People are moved by the Spirit in myriad ways. Those who choose religious life take a road less traveled. Our goal is to put a human face on this countercultural way of living. Along the way we will explore questions of faith, God's unique call to each of us, and the process of discerning a vocation.


The SpiritCitings blog has moved to the website of the VISION Vocation Network, www.vocation-network.org. Visit that site and click on the blog items at the bottom of the page. Thank you.

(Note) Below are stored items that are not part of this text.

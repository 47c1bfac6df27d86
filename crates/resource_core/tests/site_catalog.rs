use resource_core::db::open_db_in_memory;
use resource_core::{
    FilterMap, PageRequest, Payload, RepoError, ResourceRegistry, ResourceRepository,
    ResourceService, SortRequest, Value,
};

fn payload(entries: &[(&str, Value)]) -> Payload {
    entries
        .iter()
        .map(|(key, value)| (key.to_string(), value.clone()))
        .collect()
}

#[test]
fn duplicate_newsletter_email_is_a_named_constraint_violation() {
    let conn = open_db_in_memory().unwrap();
    let registry = ResourceRegistry::site().unwrap();
    let newsletter = registry.resource("newsletter", &conn).unwrap();

    let first = newsletter
        .create(&payload(&[("email", Value::from("fan@example.com"))]))
        .unwrap();
    assert_eq!(first.id, Value::Integer(1));
    assert_eq!(first.get("is_active"), Some(&Value::Bool(true)));

    let err = newsletter
        .create(&payload(&[("email", Value::from("fan@example.com"))]))
        .unwrap_err();
    match err {
        RepoError::ConstraintViolation {
            table, constraint, ..
        } => {
            assert_eq!(table, "newsletter");
            assert_eq!(constraint.as_deref(), Some("newsletter.email"));
        }
        other => panic!("unexpected error: {other}"),
    }
    assert_eq!(newsletter.count(&FilterMap::new()).unwrap(), 1);
}

#[test]
fn event_status_outside_allowed_set_is_rejected_by_check() {
    let conn = open_db_in_memory().unwrap();
    let registry = ResourceRegistry::site().unwrap();
    let events = registry.resource("events", &conn).unwrap();

    let err = events
        .create(&payload(&[
            ("title", Value::from("Basement Session")),
            ("status", Value::from("postponed")),
        ]))
        .unwrap_err();
    assert!(matches!(
        err,
        RepoError::ConstraintViolation { constraint: Some(ref name), .. } if name == "events_status_check"
    ));

    let created = events
        .create(&payload(&[("title", Value::from("Basement Session"))]))
        .unwrap();
    assert_eq!(created.get("status"), Some(&Value::from("upcoming")));
}

#[test]
fn missing_required_release_title_names_the_column() {
    let conn = open_db_in_memory().unwrap();
    let registry = ResourceRegistry::site().unwrap();
    let releases = registry.resource("releases", &conn).unwrap();

    let err = releases
        .create(&payload(&[("genre", Value::from("Jungle"))]))
        .unwrap_err();
    assert!(matches!(
        err,
        RepoError::ConstraintViolation { constraint: Some(ref name), .. } if name == "releases.title"
    ));
}

#[test]
fn user_records_never_carry_password_hash() {
    let conn = open_db_in_memory().unwrap();
    conn.execute_batch(
        "INSERT INTO users (email, password_hash, role) VALUES ('admin@example.com', 'secret-hash', 'admin');",
    )
    .unwrap();
    let registry = ResourceRegistry::site().unwrap();
    let users = registry.resource("users", &conn).unwrap();

    let records = users
        .find(&FilterMap::new(), &SortRequest::default(), &PageRequest::default())
        .unwrap();
    assert_eq!(records.len(), 1);
    assert!(records[0].get("password_hash").is_none());
    assert_eq!(records[0].get("role"), Some(&Value::from("admin")));

    let err = users
        .update(&records[0].id, &payload(&[("password_hash", Value::from("x"))]))
        .unwrap_err();
    assert!(matches!(err, RepoError::Validation(_)));
}

#[test]
fn admin_list_view_pages_releases_with_total() {
    let conn = open_db_in_memory().unwrap();
    let registry = ResourceRegistry::site().unwrap();
    let service = ResourceService::new(registry.resource("releases", &conn).unwrap());

    for (title, date) in [
        ("First Light", "2021-03-01"),
        ("Second Wind", "2022-06-15"),
        ("Third Rail", "2023-09-30"),
    ] {
        service
            .create(&payload(&[
                ("title", Value::from(title)),
                ("release_date", Value::from(date)),
                ("is_featured", Value::from(true)),
            ]))
            .unwrap();
    }

    let page = service
        .list(
            &FilterMap::new(),
            &SortRequest::new("release_date", "DESC"),
            &PageRequest::new("2", "0"),
        )
        .unwrap();
    assert_eq!(page.total, 3);
    let titles = page
        .records
        .iter()
        .map(|record| record.get("title").unwrap().to_string())
        .collect::<Vec<_>>();
    assert_eq!(titles, vec!["Third Rail", "Second Wind"]);
    assert_eq!(page.records[0].get("is_featured"), Some(&Value::Bool(true)));
    assert_eq!(
        page.records[0].get("artist"),
        Some(&Value::from("SunFixer & OVM"))
    );

    let err = service.get(&Value::from("missing")).unwrap_err();
    assert_eq!(err.code(), "not_found");
}

#[test]
fn update_returns_fresh_updated_at() {
    let conn = open_db_in_memory().unwrap();
    conn.execute_batch(
        "INSERT INTO events (id, title, updated_at) VALUES ('e-1', 'Warehouse', '2000-01-01 00:00:00');",
    )
    .unwrap();
    let registry = ResourceRegistry::site().unwrap();
    let events = registry.resource("events", &conn).unwrap();

    let updated = events
        .update(&Value::from("e-1"), &payload(&[("venue", Value::from("Dock 5"))]))
        .unwrap()
        .unwrap();
    assert_eq!(updated.get("venue"), Some(&Value::from("Dock 5")));
    assert_ne!(
        updated.get("updated_at"),
        Some(&Value::from("2000-01-01 00:00:00"))
    );

    let stored: String = conn
        .query_row("SELECT updated_at FROM events WHERE id = 'e-1'", [], |row| {
            row.get(0)
        })
        .unwrap();
    assert_eq!(updated.get("updated_at"), Some(&Value::from(stored)));
}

Talk about an active retirement

After 21 years as president of Maryland’s College of Notre Dame, School Sister of Notre Dame Kathleen Feeley, 78, “felt the call to go to Africa, because of all Africa has suffered and all the needs it has, especially in education,” she tells the Baltimore Sun. Following Fulbright fellowship trips to China and India, she heard—at a birthday party of all places—of the new Catholic University of Ghana. She contacted the president, and “he almost jumped out of the computer,” Feeley says. His message: “Come immediately.”

The university area, with its power outages, bad roads, and unairconditioned convent, is a far cry from Baltimore, where, Feeley told The Catholic Review, “I had an overdose of comfort and security.”

Most of the university’s 500 students are committed Christians and bring a faith perspective to their studies. “I love the sense they have of living in a spiritual world,” says Feeley. “It’s a quality I hope they keep.” In her teaching of English and religion, Feeley says her “goal is for them to read. Their lives will be much richer.” She also tries to expose her students to new ways of interpreting the Bible, with which they are very familiar. “There is a tendency toward literalism,” Feeley says. Besides teaching, Feeley also works with School Sisters of Notre Dame novices from all of Africa.

Her work in Ghana, she reports, has enlarged her view of Catholicism, led her to rely more on the Holy Spirit, and increased her appreciation of her community’s idea of transformation. “Being transformed is more than being your best self,” she says. “It’s being the self you never knew you could be.”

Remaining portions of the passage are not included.